▶ [What the exercise asks] Gather each line of the records where "finished" appears.

Stored data
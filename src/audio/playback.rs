//! Speech playback controller
//!
//! Owns the single active clip. Starting a new clip always stops the previous
//! one first; pressing the button bound to the active clip stops it without
//! starting anything. Audio comes from the [`AudioCache`] when possible and
//! from the tutor's text-to-speech action otherwise.

use std::sync::atomic::{AtomicBool, AtomicU64, Ordering};
use std::sync::{Arc, Mutex, MutexGuard, PoisonError};
use std::time::Duration;

use base64::Engine as _;
use base64::engine::general_purpose::STANDARD as BASE64;
use serde_json::json;
use tokio::sync::oneshot;

use super::cache::{AudioCache, cache_key};
use super::output::{AudioOutput, Clip};
use crate::gateway::{Action, ApiGateway, response_audio};
use crate::schema::ScriptLine;
use crate::view::{ControlId, View};
use crate::{Error, Result};

/// Default pause between lines of a script
pub const DEFAULT_LINE_GAP: Duration = Duration::from_millis(300);

/// Controls currently marked as playing
#[derive(Debug, Clone, Default, PartialEq, Eq)]
pub struct PlaybackState {
    pub button: Option<ControlId>,
    pub line: Option<ControlId>,
}

impl PlaybackState {
    #[must_use]
    pub const fn is_idle(&self) -> bool {
        self.button.is_none() && self.line.is_none()
    }
}

/// The request currently owning playback
struct Active {
    id: u64,
    button: Option<ControlId>,
    clip: Option<Arc<dyn Clip>>,
    stopped: oneshot::Sender<()>,
}

impl Active {
    /// Pause the clip and wake the request that owns it
    fn stop(self) {
        if let Some(clip) = &self.clip {
            clip.pause();
        }
        let _ = self.stopped.send(());
    }
}

/// Plays text as speech, one clip at a time
pub struct PlaybackController {
    gateway: ApiGateway,
    cache: AudioCache,
    output: Arc<dyn AudioOutput>,
    view: Arc<dyn View>,
    active: Mutex<Option<Active>>,
    state: Mutex<PlaybackState>,
    next_id: AtomicU64,
    script_running: AtomicBool,
    line_gap: Duration,
}

impl PlaybackController {
    #[must_use]
    pub fn new(
        gateway: ApiGateway,
        cache: AudioCache,
        output: Arc<dyn AudioOutput>,
        view: Arc<dyn View>,
    ) -> Self {
        Self {
            gateway,
            cache,
            output,
            view,
            active: Mutex::new(None),
            state: Mutex::new(PlaybackState::default()),
            next_id: AtomicU64::new(1),
            script_running: AtomicBool::new(false),
            line_gap: DEFAULT_LINE_GAP,
        }
    }

    /// Override the pause between script lines
    #[must_use]
    pub const fn with_line_gap(mut self, gap: Duration) -> Self {
        self.line_gap = gap;
        self
    }

    /// Audio cache backing this controller
    #[must_use]
    pub const fn cache(&self) -> &AudioCache {
        &self.cache
    }

    /// Controls currently marked as playing
    #[must_use]
    pub fn state(&self) -> PlaybackState {
        lock(&self.state).clone()
    }

    /// Whether a clip is active or being fetched
    #[must_use]
    pub fn is_playing(&self) -> bool {
        lock(&self.active).is_some()
    }

    /// Whether a script is being played end to end
    #[must_use]
    pub fn is_script_running(&self) -> bool {
        self.script_running.load(Ordering::SeqCst)
    }

    /// Speak `text`
    ///
    /// Resolves when the clip ends. When `button` is the button already bound
    /// to the active clip, the clip is stopped and this returns `Ok` at once.
    ///
    /// # Errors
    ///
    /// Returns [`Error::PlaybackStopped`] if a newer request or [`Self::stop`]
    /// interrupts this one; any other error has already been shown to the user
    pub async fn play_tts(
        &self,
        text: &str,
        button: Option<&ControlId>,
        line: Option<&ControlId>,
        speaker: Option<&str>,
    ) -> Result<()> {
        let id = self.next_id.fetch_add(1, Ordering::SeqCst);
        let (stopped_tx, mut stopped_rx) = oneshot::channel();

        {
            let mut active = lock(&self.active);
            if let Some(previous) = active.take() {
                let same_button = button.is_some() && previous.button.as_ref() == button;
                tracing::debug!(previous = previous.id, same_button, "stopping active clip");
                previous.stop();

                if same_button {
                    drop(active);
                    self.set_state(PlaybackState::default());
                    return Ok(());
                }
            }

            *active = Some(Active {
                id,
                button: button.cloned(),
                clip: None,
                stopped: stopped_tx,
            });
        }

        self.set_state(PlaybackState {
            button: button.cloned(),
            line: line.cloned(),
        });

        let result = tokio::select! {
            r = self.fetch_and_play(id, text, speaker) => r,
            _ = &mut stopped_rx => Err(Error::PlaybackStopped),
        };

        let still_owner = {
            let mut active = lock(&self.active);
            if active.as_ref().is_some_and(|a| a.id == id) {
                *active = None;
                true
            } else {
                false
            }
        };
        if still_owner {
            self.set_state(PlaybackState::default());
        }

        match &result {
            Ok(()) => tracing::debug!(id, "clip finished"),
            Err(e) if e.is_stopped() => tracing::debug!(id, "clip stopped"),
            Err(e) => {
                tracing::error!(id, error = %e, "speech playback failed");
                self.view.alert(&e.user_message());
            }
        }

        result
    }

    /// Stop the active clip and any running script
    pub fn stop(&self) {
        self.script_running.store(false, Ordering::SeqCst);
        let previous = lock(&self.active).take();
        if let Some(previous) = previous {
            tracing::debug!(id = previous.id, "playback stopped");
            previous.stop();
        }
        self.set_state(PlaybackState::default());
    }

    /// Play script lines in order with a pause between them
    ///
    /// Pressing the same control while a script is running stops it. A stop
    /// ends the loop quietly; other errors end it and are returned.
    ///
    /// # Errors
    ///
    /// Returns the first playback failure other than a stop
    pub async fn play_script(&self, control: &ControlId, lines: &[ScriptLine]) -> Result<()> {
        if self.script_running.swap(true, Ordering::SeqCst) {
            tracing::debug!(%control, "script toggle: stopping");
            self.stop();
            return Ok(());
        }

        self.view.render_script(control, true);
        tracing::info!(%control, lines = lines.len(), "playing script");

        let mut outcome = Ok(());
        for (index, line) in lines.iter().enumerate() {
            if !self.script_running.load(Ordering::SeqCst) {
                tracing::debug!(%control, index, "script aborted");
                break;
            }

            let line_id = ControlId::line(control, index);
            match self
                .play_tts(&line.text, None, Some(&line_id), Some(&line.speaker))
                .await
            {
                Ok(()) => {}
                Err(e) if e.is_stopped() => break,
                Err(e) => {
                    outcome = Err(e);
                    break;
                }
            }

            if index + 1 < lines.len() {
                tokio::time::sleep(self.line_gap).await;
            }
        }

        self.script_running.store(false, Ordering::SeqCst);
        self.view.render_script(control, false);
        outcome
    }

    async fn fetch_and_play(&self, id: u64, text: &str, speaker: Option<&str>) -> Result<()> {
        let key = cache_key(speaker, text);
        let encoded = match self.cache.lookup(&key) {
            Some((audio, tier)) => {
                tracing::debug!(key, ?tier, "speaking from cache");
                audio
            }
            None => {
                let audio = self.synthesize(text, speaker).await?;
                self.cache.insert(&key, &audio);
                audio
            }
        };

        let bytes = BASE64
            .decode(encoded.as_bytes())
            .map_err(|e| Error::Playback(format!("invalid audio encoding: {e}")))?;

        let clip = {
            let mut active = lock(&self.active);
            let Some(owner) = active.as_mut().filter(|a| a.id == id) else {
                return Err(Error::PlaybackStopped);
            };
            let clip = self.output.play(&bytes)?;
            owner.clip = Some(Arc::clone(&clip));
            clip
        };

        clip.finished().await
    }

    async fn synthesize(&self, text: &str, speaker: Option<&str>) -> Result<String> {
        let payload = json!({ "text": text, "speaker": speaker });
        let response = self.gateway.call(Action::TextToSpeech, payload).await?;
        response_audio(&response)
            .ok_or_else(|| Error::Parse("text-to-speech reply has no audio".to_string()))
    }

    fn set_state(&self, next: PlaybackState) {
        let mut state = lock(&self.state);
        if *state != next {
            *state = next;
            self.view.render_playback(&state);
        }
    }
}

fn lock<T>(m: &Mutex<T>) -> MutexGuard<'_, T> {
    m.lock().unwrap_or_else(PoisonError::into_inner)
}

▶ [Result for this task]
            Ok(()) => tracing::debug!(id, "clip finished"),
        clip.finished().await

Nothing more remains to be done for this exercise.